Bitcoin, over the years, has been modified to the point that various forks have been created to the original BTC chain, which originates from the transformation of the protocol, where employing a consensus approval of the creation is given of a new fork of the leading digital currency. In actuality, the receiver and the sender determine the value and purchasing power of bitcoins (Crypto Genius platform).
Depending on the characteristics and impact of the changes, the type of fork could be determined.
What does a soft or hard fork refer to?
Blockchain is not only the technology that allows many users to join the cryptocurrency market but the rules codified in the protocols that allow security and trust in transactions.
These rules allow the verification that the operations that make up the block are correct for their subsequent validation.
Sometimes consensus rules can be modified to add updates or protect the network from attacks, or they can be changed for specific purposes, such as giving birth to a new cryptocurrency. Regardless of the reason for the modification, there are two ways to change the rules: by soft fork or hard fork.

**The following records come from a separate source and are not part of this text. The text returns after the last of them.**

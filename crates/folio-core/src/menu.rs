//! Mobile navigation overlay and the page scroll lock it holds.

use std::sync::Arc;
use std::sync::atomic::{AtomicUsize, Ordering};

/// Shared page scroll lock.
///
/// The page scrolls only while no guard is alive. Clones share the same
/// counter, so the scroll surface and the overlay can each hold a handle.
#[derive(Debug, Clone, Default)]
pub struct ScrollLock {
    holders: Arc<AtomicUsize>,
}

impl ScrollLock {
    pub fn new() -> Self {
        Self::default()
    }

    /// Lock scrolling until the returned guard is dropped.
    pub fn acquire(&self) -> ScrollLockGuard {
        self.holders.fetch_add(1, Ordering::SeqCst);
        ScrollLockGuard {
            holders: Arc::clone(&self.holders),
        }
    }

    pub fn is_locked(&self) -> bool {
        self.holders.load(Ordering::SeqCst) > 0
    }
}

/// Releases its hold on the [`ScrollLock`] when dropped.
#[derive(Debug)]
#[must_use = "dropping the guard releases the scroll lock immediately"]
pub struct ScrollLockGuard {
    holders: Arc<AtomicUsize>,
}

impl Drop for ScrollLockGuard {
    fn drop(&mut self) {
        self.holders.fetch_sub(1, Ordering::SeqCst);
    }
}

/// Full-screen navigation overlay used on narrow windows.
#[derive(Debug)]
pub struct MobileMenu {
    lock: ScrollLock,
    guard: Option<ScrollLockGuard>,
}

impl MobileMenu {
    pub fn new(lock: ScrollLock) -> Self {
        Self { lock, guard: None }
    }

    pub fn is_open(&self) -> bool {
        self.guard.is_some()
    }

    /// Open the overlay. Opening an open menu keeps its single lock.
    pub fn open(&mut self) {
        if self.guard.is_none() {
            tracing::debug!("mobile menu opened");
            self.guard = Some(self.lock.acquire());
        }
    }

    pub fn close(&mut self) {
        if self.guard.take().is_some() {
            tracing::debug!("mobile menu closed");
        }
    }

    pub fn toggle(&mut self) {
        if self.is_open() {
            self.close();
        } else {
            self.open();
        }
    }

    pub fn scroll_lock(&self) -> &ScrollLock {
        &self.lock
    }
}

#[cfg(test)]
mod tests {
    use super::*;

    #[test]
    fn open_and_close_toggle_the_lock() {
        let lock = ScrollLock::new();
        let mut menu = MobileMenu::new(lock.clone());
        menu.open();
        assert!(lock.is_locked());
        menu.close();
        assert!(!lock.is_locked());
    }

    #[test]
    fn double_open_holds_one_lock() {
        let lock = ScrollLock::new();
        let mut menu = MobileMenu::new(lock.clone());
        menu.open();
        menu.open();
        menu.close();
        assert!(!lock.is_locked());
    }

    #[test]
    fn dropping_an_open_menu_releases_the_lock() {
        let lock = ScrollLock::new();
        {
            let mut menu = MobileMenu::new(lock.clone());
            menu.toggle();
            assert!(lock.is_locked());
        }
        assert!(!lock.is_locked());
    }

    #[test]
    fn independent_holders_stack() {
        let lock = ScrollLock::new();
        let first = lock.acquire();
        let second = lock.acquire();
        drop(first);
        assert!(lock.is_locked());
        drop(second);
        assert!(!lock.is_locked());
    }
}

A soft fork refers to transformations in the protocol that change the approval rules and may or may not be accepted by network participants without implying a split into two or more parts of the original chain.
On the other hand, a hard fork refers to protocol changes that make outdated software “illegal.”
It means that if they are not approved, even if it is a minimum part of the participants in the network, that is, they do not have the consensus of the majority, and since they are not compatible with maintaining a single chain referred to the one that updated the software and not, which causes the chain to fork, creating a new one from a particular point in the main chain.
In both soft forks and hard forks, users must participate in upgrading the network, either by downloading new software and starting upgraded nodes or by refraining from doing so if they choose to do so.
The popularity of Bitcoin allows its diversification
Bitcoin (BTC ) has been the most popular cryptocurrency of its time. However, it has its challenges. BTC transactions have been notoriously slow to process and have gotten more expensive over time.
BTC blocks have been limited in size, allowing only around 2-3 trades to be executed per second. Also, while the mining process is limited, the minimum block size has been increased to 8MB; this will help improve transaction processing, and blocks will be created up to five times faster.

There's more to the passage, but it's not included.